(YOUR OBJECTIVE) Count how many lines in the material below hold the word "index"; the reply is that number alone.

(EXERCISE MATERIALS)
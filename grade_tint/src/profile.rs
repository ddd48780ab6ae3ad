//! Distance/elevation lookups over a full-resolution route.

use crate::RoutePoint;

pub const DEFAULT_WINDOW_M: f64 = 50.0;

/// Clamp-then-bracket linear interpolation over items sorted by `key`.
///
/// Returns `None` only for an empty slice. Equal keys resolve to the first
/// matching bracket, and a zero-width bracket takes the left value.
pub(crate) fn interpolate_by<T>(
    items: &[T],
    target: f64,
    key: impl Fn(&T) -> f64,
    value: impl Fn(&T) -> f64,
) -> Option<f64> {
    let first = items.first()?;
    let last = items.last()?;
    if target.is_nan() || target <= key(first) {
        return Some(value(first));
    }
    if target >= key(last) {
        return Some(value(last));
    }
    let idx = items
        .partition_point(|item| key(item) < target)
        .clamp(1, items.len() - 1);
    let (prev, curr) = (&items[idx - 1], &items[idx]);
    let (k0, k1) = (key(prev), key(curr));
    let (v0, v1) = (value(prev), value(curr));
    let frac = if k1 > k0 {
        ((target - k0) / (k1 - k0)).clamp(0.0, 1.0)
    } else {
        0.0
    };
    Some(v0 + (v1 - v0) * frac)
}

/// Elevation at `distance`, clamped to the first/last sample.
///
/// Only meaningful for a non-empty series; an empty one yields 0.0.
pub fn elevation_at(points: &[RoutePoint], distance: f64) -> f64 {
    interpolate_by(points, distance, |p| p.distance, |p| p.elevation).unwrap_or(0.0)
}

/// Smoothed gradient (percent) around `distance`, measured over
/// `[distance - window_m, distance + window_m]` clipped to the route.
///
/// Returns 0 when the clipped window has no length, or when it is taken at a
/// route endpoint and swallows the whole route.
pub fn gradient_at(
    points: &[RoutePoint],
    distance: f64,
    total_distance: f64,
    window_m: f64,
) -> f64 {
    let at_endpoint = distance <= 0.0 || distance >= total_distance;
    if at_endpoint && window_m >= total_distance {
        return 0.0;
    }
    let d1 = (distance - window_m).max(0.0);
    let d2 = (distance + window_m).min(total_distance);
    let span = d2 - d1;
    if !(span > 0.0) {
        return 0.0;
    }
    (elevation_at(points, d2) - elevation_at(points, d1)) / span * 100.0
}

#[cfg(test)]
mod tests {
    use super::*;

    fn series(samples: &[(f64, f64)]) -> Vec<RoutePoint> {
        samples
            .iter()
            .map(|&(distance, elevation)| RoutePoint { distance, elevation })
            .collect()
    }

    #[test]
    fn matches_samples_and_clamps() {
        let points = series(&[(10.0, 5.0), (20.0, 15.0), (40.0, 5.0)]);
        assert_eq!(elevation_at(&points, 10.0), 5.0);
        assert_eq!(elevation_at(&points, 20.0), 15.0);
        assert_eq!(elevation_at(&points, 40.0), 5.0);
        assert_eq!(elevation_at(&points, -100.0), 5.0);
        assert_eq!(elevation_at(&points, 1e9), 5.0);
        assert!((elevation_at(&points, 15.0) - 10.0).abs() < 1e-12);
        assert!((elevation_at(&points, 30.0) - 10.0).abs() < 1e-12);
    }

    #[test]
    fn duplicate_distances_do_not_divide_by_zero() {
        let points = series(&[(0.0, 0.0), (10.0, 3.0), (10.0, 7.0), (20.0, 7.0)]);
        assert_eq!(elevation_at(&points, 10.0), 3.0);
        assert!((elevation_at(&points, 5.0) - 1.5).abs() < 1e-12);
        assert!((elevation_at(&points, 15.0) - 7.0).abs() < 1e-12);
        assert!(elevation_at(&points, 10.0 + 1e-9).is_finite());
    }

    #[test]
    fn empty_series_returns_sentinel() {
        assert_eq!(elevation_at(&[], 12.0), 0.0);
        assert_eq!(elevation_at(&series(&[(3.0, 8.0)]), f64::NAN), 8.0);
    }

    #[test]
    fn climb_sign_follows_direction() {
        let climb = series(&[(0.0, 0.0), (100.0, 10.0)]);
        assert!((gradient_at(&climb, 50.0, 100.0, 50.0) - 10.0).abs() < 1e-12);

        let mirrored = series(&[(0.0, 10.0), (100.0, 0.0)]);
        assert!((gradient_at(&mirrored, 50.0, 100.0, 50.0) + 10.0).abs() < 1e-12);
    }

    #[test]
    fn window_is_clipped_to_route() {
        let points = series(&[(0.0, 0.0), (1000.0, 50.0)]);
        // [0, 60] after clipping
        assert!((gradient_at(&points, 10.0, 1000.0, 50.0) - 5.0).abs() < 1e-12);
    }

    #[test]
    fn degenerate_window_is_flat() {
        let climb = series(&[(0.0, 0.0), (100.0, 10.0)]);
        assert_eq!(gradient_at(&climb, 0.0, 100.0, 100.0), 0.0);
        assert_eq!(gradient_at(&climb, 100.0, 100.0, 250.0), 0.0);
        assert_eq!(gradient_at(&climb, 300.0, 100.0, 50.0), 0.0);

        let point = series(&[(0.0, 42.0)]);
        assert_eq!(gradient_at(&point, 0.0, 0.0, 50.0), 0.0);
    }
}
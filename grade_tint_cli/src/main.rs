use std::fs;
use std::fs::File;
use std::io::{self, Read, Write};
use std::panic;
use std::path::{Path, PathBuf};
use std::time::Instant;

use anyhow::{anyhow, Context, Result};
use clap::{ArgAction, Parser, Subcommand, ValueEnum, ValueHint};
use grade_tint::{
    assess, decode_payload, filter_baseline, fingerprint, process_curve, ColorScale,
    CurveGradients, Direction, ElevationSeries, GradientSample, Palette, Params, ScreenPoint,
};
use plotters::prelude::*;
use rayon::prelude::*;
use serde::Deserialize;
use tracing::{debug, info, warn};
use tracing_subscriber::EnvFilter;

#[derive(Parser, Debug)]
#[command(author, version, about = "Recolor elevation profile curves by road gradient", long_about = None)]
struct Cli {
    #[command(subcommand)]
    command: Command,
}

#[derive(Subcommand, Debug)]
enum Command {
    /// Compute per-segment gradients (and colors) for one or more drawn curves
    Segments(SegmentsArgs),
    /// Report which way along the route each drawn curve runs
    Direction(DirectionArgs),
}

#[derive(Parser, Debug)]
struct SegmentsArgs {
    /// Route payload JSON (nested-array or object form)
    #[arg(value_hint = ValueHint::FilePath)]
    route: PathBuf,

    /// Drawn curve CSV files with `x,y` columns in normalized chart space
    #[arg(required = true, value_hint = ValueHint::FilePath)]
    curves: Vec<PathBuf>,

    /// Output CSV path (`-` for stdout)
    #[arg(short, long, default_value = "segments.csv", value_hint = ValueHint::FilePath)]
    output: PathBuf,

    /// Also render the recolored curves to this SVG file
    #[arg(long, value_hint = ValueHint::FilePath)]
    svg: Option<PathBuf>,

    /// JSON settings file with `params` and `colors` sections
    #[arg(long, value_hint = ValueHint::FilePath)]
    config: Option<PathBuf>,

    /// Direction the curves run along the route
    #[arg(long, value_enum, default_value_t = DirectionOpt::Auto)]
    direction: DirectionOpt,

    /// Gradient window half-width in meters
    #[arg(long)]
    window: Option<f64>,

    /// Gradient between neighbouring color stops (percentage points)
    #[arg(long)]
    band_width: Option<f64>,

    /// Use only the route's elevation extremes, as a coarse payload would
    #[arg(long, action = ArgAction::SetTrue)]
    coarse: bool,

    /// Verbose logging
    #[arg(short, long, action = ArgAction::SetTrue)]
    verbose: bool,
}

#[derive(Parser, Debug)]
struct DirectionArgs {
    /// Route payload JSON (nested-array or object form)
    #[arg(value_hint = ValueHint::FilePath)]
    route: PathBuf,

    /// Drawn curve CSV files with `x,y` columns
    #[arg(required = true, value_hint = ValueHint::FilePath)]
    curves: Vec<PathBuf>,

    /// JSON settings file with a `params` section
    #[arg(long, value_hint = ValueHint::FilePath)]
    config: Option<PathBuf>,

    /// Verbose logging
    #[arg(short, long, action = ArgAction::SetTrue)]
    verbose: bool,
}

#[derive(Copy, Clone, Debug, PartialEq, Eq, ValueEnum)]
enum DirectionOpt {
    Auto,
    Forward,
    Reverse,
}

impl From<DirectionOpt> for Option<Direction> {
    fn from(value: DirectionOpt) -> Self {
        match value {
            DirectionOpt::Auto => None,
            DirectionOpt::Forward => Some(Direction::Forward),
            DirectionOpt::Reverse => Some(Direction::Reverse),
        }
    }
}

#[derive(Debug, Default, Deserialize)]
#[serde(default)]
struct Settings {
    params: Params,
    colors: ColorScale,
}

struct ProcessedCurve {
    label: String,
    points: Vec<ScreenPoint>,
    result: CurveGradients,
}

fn main() -> Result<()> {
    let cli = Cli::parse();
    let verbose = match &cli.command {
        Command::Segments(args) => args.verbose,
        Command::Direction(args) => args.verbose,
    };
    let default_level = if verbose { "debug" } else { "info" };
    let filter =
        EnvFilter::try_from_default_env().unwrap_or_else(|_| EnvFilter::new(default_level));
    let _ = tracing_subscriber::fmt()
        .with_env_filter(filter)
        .with_writer(io::stderr)
        .try_init();

    match cli.command {
        Command::Segments(args) => handle_segments(args),
        Command::Direction(args) => handle_direction(args),
    }
}

fn handle_segments(args: SegmentsArgs) -> Result<()> {
    let mut settings = load_settings(args.config.as_deref())?;
    if let Some(window) = args.window {
        settings.params.window_m = window;
    }
    if let Some(band_width) = args.band_width {
        settings.colors.band_width_pct = band_width;
    }
    settings.params.validate()?;
    let palette = settings.colors.palette()?;

    let mut series = load_route(&args.route)?;
    if args.coarse {
        series = series.to_coarse();
    }
    let override_direction: Option<Direction> = args.direction.into();

    let t_compute = Instant::now();
    let processed = args
        .curves
        .par_iter()
        .map(|path| -> Result<ProcessedCurve> {
            let points = load_curve(path)?;
            let result = process_curve(&points, Some(&series), override_direction, &settings.params);
            Ok(ProcessedCurve {
                label: curve_label(path),
                points,
                result,
            })
        })
        .collect::<Result<Vec<_>>>()?;

    for curve in &processed {
        if curve.result.samples.is_empty() {
            warn!("{}: no segments produced (curve empty or route degenerate)", curve.label);
            continue;
        }
        info!(
            "{}: {} segments, direction {}, fingerprint {}",
            curve.label,
            curve.result.samples.len(),
            curve
                .result
                .direction
                .map(|d| d.to_string())
                .unwrap_or_else(|| "n/a (coarse)".into()),
            &fingerprint(&curve.result.samples)[..12]
        );
    }
    if args.verbose {
        info!(
            "Compute stage: {:.1} ms ({} curves)",
            t_compute.elapsed().as_secs_f64() * 1000.0,
            processed.len()
        );
    }

    if args.output.as_os_str() == "-" {
        let stdout = io::stdout();
        let mut writer = csv::Writer::from_writer(stdout.lock());
        write_segment_rows(&processed, &palette, &mut writer)?;
    } else {
        let file = File::create(&args.output)
            .with_context(|| format!("failed to create {}", args.output.display()))?;
        let mut writer = csv::Writer::from_writer(file);
        write_segment_rows(&processed, &palette, &mut writer)?;
        info!("Wrote segment CSV: {}", args.output.display());
    }

    if let Some(path) = args.svg.as_ref() {
        match render_svg_guard(&processed, &palette, settings.params.baseline_y, path) {
            Ok(()) => info!("Wrote plot: {}", path.display()),
            Err(err) => warn!("Skipping SVG render ({}): {}", path.display(), err),
        }
    }

    Ok(())
}

fn handle_direction(args: DirectionArgs) -> Result<()> {
    let settings = load_settings(args.config.as_deref())?;
    settings.params.validate()?;
    let series = load_route(&args.route)?;
    if !series.is_full_resolution() {
        return Err(anyhow!(
            "{} carries only elevation extremes; direction needs a full profile",
            args.route.display()
        ));
    }

    let stdout = io::stdout();
    let mut writer = csv::Writer::from_writer(stdout.lock());
    writer.write_record([
        "curve",
        "direction",
        "symmetric",
        "max_asymmetry_m",
        "forward_error",
        "reverse_error",
    ])?;
    for path in &args.curves {
        let points = load_curve(path)?;
        let verdict = assess(&points, &series, &settings.params);
        debug!(probes = ?verdict.probes, "{}", path.display());
        writer.write_record([
            curve_label(path),
            verdict.direction.to_string(),
            verdict.symmetric.to_string(),
            format!("{:.3}", verdict.max_asymmetry_m),
            format!("{:.6}", verdict.forward_error),
            format!("{:.6}", verdict.reverse_error),
        ])?;
    }
    writer.flush()?;
    Ok(())
}

fn load_settings(path: Option<&Path>) -> Result<Settings> {
    let Some(path) = path else {
        return Ok(Settings::default());
    };
    let text =
        fs::read_to_string(path).with_context(|| format!("failed to read {}", path.display()))?;
    parse_settings(&text).with_context(|| format!("invalid settings in {}", path.display()))
}

fn parse_settings(text: &str) -> Result<Settings> {
    Ok(serde_json::from_str(text)?)
}

fn load_route(path: &Path) -> Result<ElevationSeries> {
    let text =
        fs::read_to_string(path).with_context(|| format!("failed to read {}", path.display()))?;
    let series =
        decode_payload(&text).with_context(|| format!("failed to decode {}", path.display()))?;
    info!(
        "Route {}: {:.0} m, {} points, elevation {:.0}..{:.0} m",
        path.display(),
        series.total_distance,
        series.points.len(),
        series.min_elevation,
        series.max_elevation
    );
    Ok(series)
}

fn load_curve(path: &Path) -> Result<Vec<ScreenPoint>> {
    let file = File::open(path).with_context(|| format!("failed to open {}", path.display()))?;
    parse_curve(file).with_context(|| format!("failed to parse {}", path.display()))
}

fn parse_curve<R: Read>(input: R) -> Result<Vec<ScreenPoint>> {
    let mut reader = csv::ReaderBuilder::new().trim(csv::Trim::All).from_reader(input);
    let mut points = Vec::new();
    for row in reader.deserialize() {
        let point: ScreenPoint = row?;
        points.push(point);
    }
    Ok(points)
}

fn curve_label(path: &Path) -> String {
    path.file_stem()
        .and_then(|stem| stem.to_str())
        .unwrap_or("curve")
        .to_string()
}

fn write_segment_rows<W: Write>(
    curves: &[ProcessedCurve],
    palette: &Palette,
    writer: &mut csv::Writer<W>,
) -> Result<()> {
    writer.write_record(["curve", "index", "center_x", "gradient_pct", "color"])?;
    for curve in curves {
        for (index, sample) in curve.result.samples.iter().enumerate() {
            writer.write_record([
                curve.label.clone(),
                index.to_string(),
                format!("{:.5}", sample.center_position),
                format!("{:.2}", sample.gradient_percent),
                palette.color_for(sample.gradient_percent).to_hex(),
            ])?;
        }
    }
    writer.flush()?;
    Ok(())
}

/// Pairs each sample with the curve segment it was computed for.
fn colored_segments(
    points: &[ScreenPoint],
    samples: &[GradientSample],
) -> Vec<(ScreenPoint, ScreenPoint, f64)> {
    points
        .windows(2)
        .filter(|w| w[1].x > w[0].x)
        .zip(samples)
        .map(|(w, sample)| (w[0], w[1], sample.gradient_percent))
        .collect()
}

fn render_svg_guard(
    curves: &[ProcessedCurve],
    palette: &Palette,
    baseline_y: f64,
    path: &Path,
) -> Result<(), String> {
    let render = || -> Result<(), String> {
        let root = SVGBackend::new(path, (1200, 400)).into_drawing_area();
        draw_profiles(root, curves, palette, baseline_y)
            .map_err(|e| format!("plotting error: {}", e))
    };

    panic::catch_unwind(panic::AssertUnwindSafe(render))
        .map_err(|_| "plotting backend panicked".to_string())?
}

fn draw_profiles<DB>(
    area: DrawingArea<DB, plotters::coord::Shift>,
    curves: &[ProcessedCurve],
    palette: &Palette,
    baseline_y: f64,
) -> Result<()>
where
    DB: DrawingBackend,
    DB::ErrorType: 'static,
{
    area.fill(&WHITE)?;
    let rows = area.split_evenly((curves.len().max(1), 1));
    for (panel, curve) in rows.iter().zip(curves) {
        let mut chart = ChartBuilder::on(panel)
            .margin(10)
            .build_cartesian_2d(0.0..1.0, 0.0..1.0)?;

        // host charts put higher ground at smaller y
        let height = |p: &ScreenPoint| 1.0 - p.y;
        let filtered = filter_baseline(&curve.points, baseline_y);
        chart.draw_series(LineSeries::new(
            filtered.iter().map(|p| (p.x, height(p))),
            BLACK.mix(0.15).stroke_width(6),
        ))?;
        for (a, b, gradient) in colored_segments(&filtered, &curve.result.samples) {
            let rgb = palette.color_for(gradient);
            chart.draw_series(LineSeries::new(
                [(a.x, height(&a)), (b.x, height(&b))],
                RGBColor(rgb.0, rgb.1, rgb.2).stroke_width(3),
            ))?;
        }
    }
    area.present()?;
    Ok(())
}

(ANSWER SPACE) 3